» SUPPLIED INFORMATION:

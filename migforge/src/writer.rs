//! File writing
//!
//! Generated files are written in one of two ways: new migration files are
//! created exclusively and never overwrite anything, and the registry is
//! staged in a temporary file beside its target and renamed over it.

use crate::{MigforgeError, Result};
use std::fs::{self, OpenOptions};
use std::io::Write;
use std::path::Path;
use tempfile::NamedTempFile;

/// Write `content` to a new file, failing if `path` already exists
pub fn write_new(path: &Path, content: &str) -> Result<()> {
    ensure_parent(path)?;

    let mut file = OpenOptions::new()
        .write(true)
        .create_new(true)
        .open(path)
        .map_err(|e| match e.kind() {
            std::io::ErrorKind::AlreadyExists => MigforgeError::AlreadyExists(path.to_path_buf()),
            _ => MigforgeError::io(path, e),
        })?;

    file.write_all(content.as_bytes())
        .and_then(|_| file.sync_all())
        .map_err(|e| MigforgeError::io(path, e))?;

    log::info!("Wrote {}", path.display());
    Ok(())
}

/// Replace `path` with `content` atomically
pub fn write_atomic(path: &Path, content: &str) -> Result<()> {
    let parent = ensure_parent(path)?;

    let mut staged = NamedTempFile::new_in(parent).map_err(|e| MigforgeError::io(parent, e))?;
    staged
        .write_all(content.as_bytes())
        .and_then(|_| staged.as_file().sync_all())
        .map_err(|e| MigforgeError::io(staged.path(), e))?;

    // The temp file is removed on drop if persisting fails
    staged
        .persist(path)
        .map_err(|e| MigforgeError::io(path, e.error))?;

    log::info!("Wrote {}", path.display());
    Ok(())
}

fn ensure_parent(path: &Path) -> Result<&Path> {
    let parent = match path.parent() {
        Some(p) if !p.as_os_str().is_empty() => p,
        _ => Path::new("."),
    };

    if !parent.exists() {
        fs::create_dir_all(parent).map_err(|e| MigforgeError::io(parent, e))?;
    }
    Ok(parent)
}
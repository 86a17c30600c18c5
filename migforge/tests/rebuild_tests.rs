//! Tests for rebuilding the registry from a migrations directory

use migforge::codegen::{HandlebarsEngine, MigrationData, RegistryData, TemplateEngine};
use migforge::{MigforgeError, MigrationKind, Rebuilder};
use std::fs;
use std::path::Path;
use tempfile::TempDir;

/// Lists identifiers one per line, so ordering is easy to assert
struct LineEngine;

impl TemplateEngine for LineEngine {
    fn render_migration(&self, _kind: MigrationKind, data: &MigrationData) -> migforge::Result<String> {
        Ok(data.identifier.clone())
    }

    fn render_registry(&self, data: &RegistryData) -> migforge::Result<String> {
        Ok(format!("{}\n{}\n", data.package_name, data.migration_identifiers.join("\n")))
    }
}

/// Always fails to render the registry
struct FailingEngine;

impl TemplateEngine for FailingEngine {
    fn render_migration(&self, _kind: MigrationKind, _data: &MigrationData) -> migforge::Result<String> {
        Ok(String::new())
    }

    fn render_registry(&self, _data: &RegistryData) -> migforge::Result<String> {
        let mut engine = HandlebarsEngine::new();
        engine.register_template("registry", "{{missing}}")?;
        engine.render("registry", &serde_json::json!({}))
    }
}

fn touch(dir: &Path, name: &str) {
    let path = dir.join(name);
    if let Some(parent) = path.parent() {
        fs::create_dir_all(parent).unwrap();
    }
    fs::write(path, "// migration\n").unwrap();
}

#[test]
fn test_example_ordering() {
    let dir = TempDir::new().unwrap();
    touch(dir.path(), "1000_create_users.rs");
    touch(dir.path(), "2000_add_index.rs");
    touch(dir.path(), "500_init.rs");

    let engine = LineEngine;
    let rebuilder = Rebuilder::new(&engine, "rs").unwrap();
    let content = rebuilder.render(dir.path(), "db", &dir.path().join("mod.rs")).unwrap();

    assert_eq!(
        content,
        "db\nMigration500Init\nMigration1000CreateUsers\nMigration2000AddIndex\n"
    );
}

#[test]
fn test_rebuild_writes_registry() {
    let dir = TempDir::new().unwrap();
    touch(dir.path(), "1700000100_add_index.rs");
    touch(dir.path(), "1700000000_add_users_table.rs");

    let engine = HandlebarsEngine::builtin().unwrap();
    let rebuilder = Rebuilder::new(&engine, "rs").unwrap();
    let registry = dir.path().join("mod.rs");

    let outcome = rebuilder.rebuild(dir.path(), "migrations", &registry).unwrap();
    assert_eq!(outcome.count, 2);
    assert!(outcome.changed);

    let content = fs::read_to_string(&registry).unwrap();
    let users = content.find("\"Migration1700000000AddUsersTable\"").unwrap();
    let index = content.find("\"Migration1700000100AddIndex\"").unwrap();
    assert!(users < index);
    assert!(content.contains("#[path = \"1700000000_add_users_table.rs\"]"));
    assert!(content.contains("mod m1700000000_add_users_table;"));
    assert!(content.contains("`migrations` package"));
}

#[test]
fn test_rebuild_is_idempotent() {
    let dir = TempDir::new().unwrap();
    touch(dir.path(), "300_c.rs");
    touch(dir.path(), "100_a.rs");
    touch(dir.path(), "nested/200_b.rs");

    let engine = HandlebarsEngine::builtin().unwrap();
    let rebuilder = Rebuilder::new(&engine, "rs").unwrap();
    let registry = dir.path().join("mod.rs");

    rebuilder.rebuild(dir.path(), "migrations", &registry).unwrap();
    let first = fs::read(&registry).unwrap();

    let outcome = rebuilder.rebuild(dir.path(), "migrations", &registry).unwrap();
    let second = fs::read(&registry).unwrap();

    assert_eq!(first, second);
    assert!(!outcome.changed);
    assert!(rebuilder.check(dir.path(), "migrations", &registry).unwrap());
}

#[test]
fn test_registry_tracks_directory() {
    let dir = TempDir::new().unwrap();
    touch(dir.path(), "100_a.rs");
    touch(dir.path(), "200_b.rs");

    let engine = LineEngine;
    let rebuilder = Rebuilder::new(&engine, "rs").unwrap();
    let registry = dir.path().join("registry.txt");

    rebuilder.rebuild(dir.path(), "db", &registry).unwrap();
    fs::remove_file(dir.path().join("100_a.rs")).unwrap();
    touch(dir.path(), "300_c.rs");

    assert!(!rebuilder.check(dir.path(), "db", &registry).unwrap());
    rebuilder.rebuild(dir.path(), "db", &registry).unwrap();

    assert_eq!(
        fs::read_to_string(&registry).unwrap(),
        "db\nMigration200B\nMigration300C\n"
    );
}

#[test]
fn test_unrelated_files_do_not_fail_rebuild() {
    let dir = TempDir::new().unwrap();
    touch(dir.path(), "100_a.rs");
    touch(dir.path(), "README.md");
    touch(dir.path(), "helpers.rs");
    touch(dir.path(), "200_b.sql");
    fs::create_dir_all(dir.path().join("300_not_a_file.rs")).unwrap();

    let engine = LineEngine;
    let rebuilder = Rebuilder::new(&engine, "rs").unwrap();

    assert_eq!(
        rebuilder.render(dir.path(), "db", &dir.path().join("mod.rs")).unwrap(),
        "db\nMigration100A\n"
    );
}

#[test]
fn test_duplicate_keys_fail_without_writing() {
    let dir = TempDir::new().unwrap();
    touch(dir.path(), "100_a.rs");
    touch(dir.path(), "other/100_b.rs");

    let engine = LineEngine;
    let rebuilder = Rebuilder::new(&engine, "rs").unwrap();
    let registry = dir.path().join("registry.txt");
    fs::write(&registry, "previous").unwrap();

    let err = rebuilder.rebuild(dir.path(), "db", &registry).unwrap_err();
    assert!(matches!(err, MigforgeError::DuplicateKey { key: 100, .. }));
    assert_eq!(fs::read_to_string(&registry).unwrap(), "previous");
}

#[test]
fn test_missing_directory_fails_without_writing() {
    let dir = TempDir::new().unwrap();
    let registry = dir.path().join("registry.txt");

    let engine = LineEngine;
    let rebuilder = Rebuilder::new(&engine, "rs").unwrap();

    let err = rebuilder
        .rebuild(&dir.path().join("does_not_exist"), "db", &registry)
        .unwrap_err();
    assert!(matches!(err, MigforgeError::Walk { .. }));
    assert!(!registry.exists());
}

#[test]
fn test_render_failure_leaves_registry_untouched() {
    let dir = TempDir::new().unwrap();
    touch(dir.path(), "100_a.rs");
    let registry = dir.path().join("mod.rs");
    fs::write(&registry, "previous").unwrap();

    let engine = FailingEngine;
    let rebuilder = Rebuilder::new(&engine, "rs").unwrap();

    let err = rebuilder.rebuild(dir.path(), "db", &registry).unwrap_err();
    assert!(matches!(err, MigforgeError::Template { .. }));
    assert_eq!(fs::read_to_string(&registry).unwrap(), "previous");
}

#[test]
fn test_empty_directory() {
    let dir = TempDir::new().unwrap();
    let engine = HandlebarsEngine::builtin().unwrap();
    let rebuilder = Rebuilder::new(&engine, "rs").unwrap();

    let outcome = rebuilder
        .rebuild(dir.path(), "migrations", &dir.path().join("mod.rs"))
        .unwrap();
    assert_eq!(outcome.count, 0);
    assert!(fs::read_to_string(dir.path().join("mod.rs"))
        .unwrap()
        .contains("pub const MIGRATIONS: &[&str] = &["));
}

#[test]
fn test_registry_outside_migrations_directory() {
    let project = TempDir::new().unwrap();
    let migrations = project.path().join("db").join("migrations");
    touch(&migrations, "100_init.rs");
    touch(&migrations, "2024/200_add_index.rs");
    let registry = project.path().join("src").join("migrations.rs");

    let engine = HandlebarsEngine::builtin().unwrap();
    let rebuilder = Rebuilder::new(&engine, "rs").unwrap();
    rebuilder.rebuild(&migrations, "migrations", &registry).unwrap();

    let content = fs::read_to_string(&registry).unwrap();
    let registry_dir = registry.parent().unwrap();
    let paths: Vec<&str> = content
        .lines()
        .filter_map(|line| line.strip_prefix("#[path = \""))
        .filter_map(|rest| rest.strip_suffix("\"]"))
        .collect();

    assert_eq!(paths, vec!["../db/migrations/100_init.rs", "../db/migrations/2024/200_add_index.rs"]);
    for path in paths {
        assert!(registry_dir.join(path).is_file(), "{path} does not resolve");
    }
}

» WHAT IS BEING ASKED: Find the line with "repository 86a17c30600c18c5" in the entries above. Retype it and each line after it, exactly, through the line with "let mut engine", and stop there.

» EXERCISE RESPONSE:
repository 86a17c30600c18c5
filename migforge/tests/rebuild_tests.rs
//! Tests for rebuilding the registry from a migrations directory

use migforge::codegen::{HandlebarsEngine, MigrationData, RegistryData, TemplateEngine};
use migforge::{MigforgeError, MigrationKind, Rebuilder};
use std::fs;
use std::path::Path;
use tempfile::TempDir;

/// Lists identifiers one per line, so ordering is easy to assert
struct LineEngine;

impl TemplateEngine for LineEngine {
    fn render_migration(&self, _kind: MigrationKind, data: &MigrationData) -> migforge::Result<String> {
        Ok(data.identifier.clone())
    }

    fn render_registry(&self, data: &RegistryData) -> migforge::Result<String> {
        Ok(format!("{}\n{}\n", data.package_name, data.migration_identifiers.join("\n")))
    }
}

/// Always fails to render the registry
struct FailingEngine;

impl TemplateEngine for FailingEngine {
    fn render_migration(&self, _kind: MigrationKind, _data: &MigrationData) -> migforge::Result<String> {
        Ok(String::new())
    }

    fn render_registry(&self, _data: &RegistryData) -> migforge::Result<String> {
        let mut engine = HandlebarsEngine::new();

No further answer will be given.